Mittlerweile gibt es Analogien selbst in Malmö (Schweden), oder FaM (60 % Anteil mit Migrationshintergrund.

Die Bürger in F erkennen, dass in ihrem Land dringend ausgekehrt werden muss.

Und das geht nur mit Le Pen.

Man stelle sich mal vor wir hätten keinen Orban gehabt (der uns vor dem weiteren Überrennen bewahrt hat).

Aber bei uns wird ja alles schöngeredet oder gar unterschlagen.

Und Lasch_et wird auch nicht auskehren...leider.

Peter Sommerhalder | Mo., 26. Juli 2021 - 10:13

Marine Le Pen an die Macht kommen, dann hat sehr wohl seine Gründe...

Aber eben: Über diese Gründe darf man ja nicht diskutieren, die darf man ja nicht sehen/beobachten...

gabriele bondzio | Mo., 26. Juli 2021 - 10:58

"Mehr als hunderttausend Franzosen gehen gegen die Corona-Politik des Präsidenten auf die Straße. Sie sehen das Land auf dem Weg in einen Gesundheitsdiktatur." schreibt man im Handelsblatt.
Damit hat er vielen Bürgern an die Beine getreten.
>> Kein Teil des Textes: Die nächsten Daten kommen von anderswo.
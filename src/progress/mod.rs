//! Progress reporting: the sink contract runs report through, plus a polling store
//! for hosts that serve status to clients.

pub mod event;
pub mod session;
pub mod sink;
pub mod store;

pub use event::{ProgressEvent, ProgressSnapshot};
pub use session::{new_session_id, now_millis, unique_id, PrunePolicy, SessionStatus};
pub use sink::{FanOut, ProgressLog, ProgressSink, TracingProgress};
pub use store::{ProgressStore, SessionRecord, SessionSink};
Die mit den weitreichenden staatlichen Eingriffen um ihre Freiheiten besorgt sind.
Die Sozialisten sind so gut wie abgeschrieben und die Republikaner zerstritten.
Ich las auch, dass jeder 4. Bürger sie für eine gute Präsidentin halte und nur noch knapp die Hälfte der Franzosen ihre Partei für demokratiefeindlich.
Le Pen hat vor allem bei der jungen Bevölkerung(über 25 Jahren)Boden gut gemacht.
Quasi einer Altersgruppe, wo die Naivität oft in die Realität mündet.

Wie die Regionalwahlen gezeigt haben, ist der RN nicht so stark wie man denkt. Der Direktor des IFOP hat weitere schlechte Nachrichten für alle, die Le Pen schon im Élysée-Palast wähnen:

"Es stimmt übrigens nicht, dass Macrons Wählersockel wackelt. Er hat eine sehr solide Basis, auch unter linken Sympathisanten. Sarkozy hatte Fans, aber Macron hat Anhänger, die ihn und seine proeuropäisches Reformprojekt auf rationale Weise unterstützen."
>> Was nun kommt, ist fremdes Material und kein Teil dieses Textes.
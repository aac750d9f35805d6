//! Global config file source: $XDG_CONFIG_HOME/shortsmith/config.toml or
//! ~/.config/shortsmith/config.toml

use config::builder::DefaultState;
use config::ConfigBuilder;
use config::ConfigError;
use config::File;
use std::path::PathBuf;
use tracing::debug;

const APP_DIR: &str = "shortsmith";

/// Path to the global config file, whether or not it exists.
pub fn global_config_path() -> Option<PathBuf> {
    let config_home = std::env::var_os("XDG_CONFIG_HOME")
        .filter(|value| !value.is_empty())
        .map(PathBuf::from)
        .or_else(|| std::env::var_os("HOME").map(|home| PathBuf::from(home).join(".config")))
        .or_else(|| directories::BaseDirs::new().map(|dirs| dirs.config_dir().to_path_buf()))?;
    Some(config_home.join(APP_DIR).join("config.toml"))
}

/// Add the global config file to the builder if it exists.
pub fn add_to_builder(
    mut builder: ConfigBuilder<DefaultState>,
) -> Result<ConfigBuilder<DefaultState>, ConfigError> {
    if let Some(path) = global_config_path() {
        if path.exists() {
            let canonical = path.canonicalize().unwrap_or_else(|_| path.clone());
            builder = builder.add_source(File::from(canonical.as_path()).required(false));
        } else {
            debug!(config_path = %path.display(), "No global configuration file");
        }
    }
    Ok(builder)
}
https://www.faz.net/aktuell/politik/ausland/warum-irrten-die-umfragen-m…

Ich weiß nicht, warum die Ciceronen immer wieder das Fell des Bären verteilen, bevor dieser erlegt ist. So war es bei Trump und bei den letzten drei Landtagswahlen. In BaWü und RLP brach die AfD übel ein, und auch in Sachsen-Anhalt blieb man deutlich hinter den Erwartungen ("Stärkste Partei!") zurück - um 17%, um genau zu sein.
Das gibt hier möglicherweise wieder sehr lange Gesichter an den bevorstehenden Wahlabenden...
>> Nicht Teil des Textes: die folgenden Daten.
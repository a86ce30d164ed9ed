use anyhow::Result;
use clap::{Arg, ArgAction, Command};
use media_sampler::{
    run_sampler, AppConfig, ExtensionSet, OutputFormat, SampleReport, SamplerError,
};
use std::path::PathBuf;
use tracing::{debug, info, Level};
use tracing_subscriber::EnvFilter;

fn main() -> Result<()> {
    // Parse command line arguments
    let matches = build_cli().get_matches();

    // Initialize configuration from command line arguments
    let config = create_app_config(&matches)?;

    // .env may carry RUST_LOG, so load it before the subscriber reads it
    let dotenv_loaded = dotenvy::dotenv().is_ok();

    // Initialize logging
    initialize_logging(&config.log_level)?;
    if !dotenv_loaded {
        debug!("No .env file found, using system environment variables");
    }

    run_application(config)
}

fn build_cli() -> Command {
    Command::new("media-sampler")
        .version(env!("CARGO_PKG_VERSION"))
        .about("Randomly copy media files into a test source folder for QA runs.")
        .arg(
            Arg::new("seed_dir")
                .value_name("SEED_DIR")
                .help("Source directory containing media to sample from")
                .value_parser(clap::value_parser!(PathBuf))
                .required(true),
        )
        .arg(
            Arg::new("test_dir")
                .value_name("TEST_DIR")
                .help("Destination folder for copied media")
                .value_parser(clap::value_parser!(PathBuf))
                .default_value("test_source"),
        )
        .arg(
            Arg::new("count")
                .long("count")
                .value_name("N")
                .help("Number of media files to copy")
                .default_value("100"),
        )
        .arg(
            Arg::new("extensions")
                .long("extensions")
                .value_name("EXT")
                .help("File extensions to include (overrides the built-in media list)")
                .num_args(0..)
                .action(ArgAction::Append),
        )
        .arg(
            Arg::new("seed")
                .long("seed")
                .value_name("SEED")
                .help("Seed for the RNG to get reproducible samples")
                .allow_negative_numbers(true),
        )
        .arg(
            Arg::new("format")
                .long("format")
                .value_name("FORMAT")
                .help("Report format (text, json)")
                .default_value("text"),
        )
        .arg(
            Arg::new("log-level")
                .long("log-level")
                .value_name("LEVEL")
                .help("Set the log level (trace, debug, info, warn, error)")
                .default_value("warn"),
        )
}

/// Pure function to create application configuration from CLI arguments
fn create_app_config(matches: &clap::ArgMatches) -> Result<AppConfig, SamplerError> {
    let defaults = AppConfig::default();

    let seed_dir = matches
        .get_one::<PathBuf>("seed_dir")
        .cloned()
        .unwrap_or(defaults.seed_dir);

    let test_dir = matches
        .get_one::<PathBuf>("test_dir")
        .cloned()
        .unwrap_or(defaults.test_dir);

    let count = match matches.get_one::<String>("count") {
        Some(raw) => raw.parse::<usize>().map_err(|_| {
            SamplerError::InvalidArgument(format!("invalid count value '{}'", raw))
        })?,
        None => defaults.count,
    };

    let extensions: Vec<String> = matches
        .get_many::<String>("extensions")
        .map(|values| values.cloned().collect())
        .unwrap_or_default();

    let seed = matches
        .get_one::<String>("seed")
        .map(|raw| parse_seed(raw))
        .transpose()?;

    let format = match matches.get_one::<String>("format") {
        Some(raw) => raw.parse::<OutputFormat>()?,
        None => defaults.format,
    };

    let log_level = matches
        .get_one::<String>("log-level")
        .cloned()
        .unwrap_or(defaults.log_level);

    Ok(AppConfig {
        seed_dir,
        test_dir,
        count,
        extensions: ExtensionSet::from_user_input_or_default(&extensions),
        seed,
        format,
        log_level,
    })
}

/// Any integer is a valid seed; negatives are reinterpreted as their u64 bits
fn parse_seed(raw: &str) -> Result<u64, SamplerError> {
    raw.parse::<i64>()
        .map(|seed| seed as u64)
        .or_else(|_| raw.parse::<u64>())
        .map_err(|_| SamplerError::InvalidArgument(format!("invalid seed value '{}'", raw)))
}

/// Initialize structured logging with tracing
fn initialize_logging(log_level: &str) -> Result<()> {
    let filter = build_log_filter(log_level, std::env::var(EnvFilter::DEFAULT_ENV).ok());

    tracing_subscriber::fmt()
        .with_env_filter(filter)
        .with_writer(std::io::stderr)
        .with_target(false)
        .with_thread_ids(false)
        .with_file(false)
        .with_line_number(false)
        .init();

    Ok(())
}

/// RUST_LOG directives win when set and valid; otherwise `--log-level` applies
fn build_log_filter(log_level: &str, env_directives: Option<String>) -> EnvFilter {
    let level = match log_level.to_lowercase().as_str() {
        "trace" => Level::TRACE,
        "debug" => Level::DEBUG,
        "info" => Level::INFO,
        "warn" => Level::WARN,
        "error" => Level::ERROR,
        _ => Level::WARN,
    };

    env_directives
        .filter(|directives| !directives.trim().is_empty())
        .and_then(|directives| EnvFilter::try_new(directives).ok())
        .unwrap_or_else(|| EnvFilter::default().add_directive(level.into()))
}

fn run_application(config: AppConfig) -> Result<()> {
    info!("Starting media sampler");
    debug!("Configuration: {:#?}", config);

    let report = run_sampler(&config)?;

    match config.format {
        OutputFormat::Text => print!("{}", render_text_report(&report)),
        OutputFormat::Json => println!("{}", report.to_json()?),
    }

    info!("Sampling completed");
    Ok(())
}

fn render_text_report(report: &SampleReport) -> String {
    if report.candidates_found == 0 {
        return "No media files found matching the provided extensions.\n".to_string();
    }

    let mut out = format!(
        "Copied {} files to {}:\n",
        report.copied_count(),
        report.test_dir.display()
    );
    for path in report.destinations() {
        out.push_str(&format!(" - {}\n", path.display()));
    }
    out
}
gabriele bondzio | Mo., 26. Juli 2021 - 18:50

Antwort auf von Kai Hügle

Schon aus Tierliebe gehe ich einen Bären nicht ans Fell. :-) Was wollen sie, Herr Hügle?
Mein Gesicht ist weder bei der Wahl in den USA, noch wird es bei der Wahl in Frankreich, entgleisen.
Das müssen die Bürger dort schon selbst entscheiden. Noch ist ja auch Zeit dazu.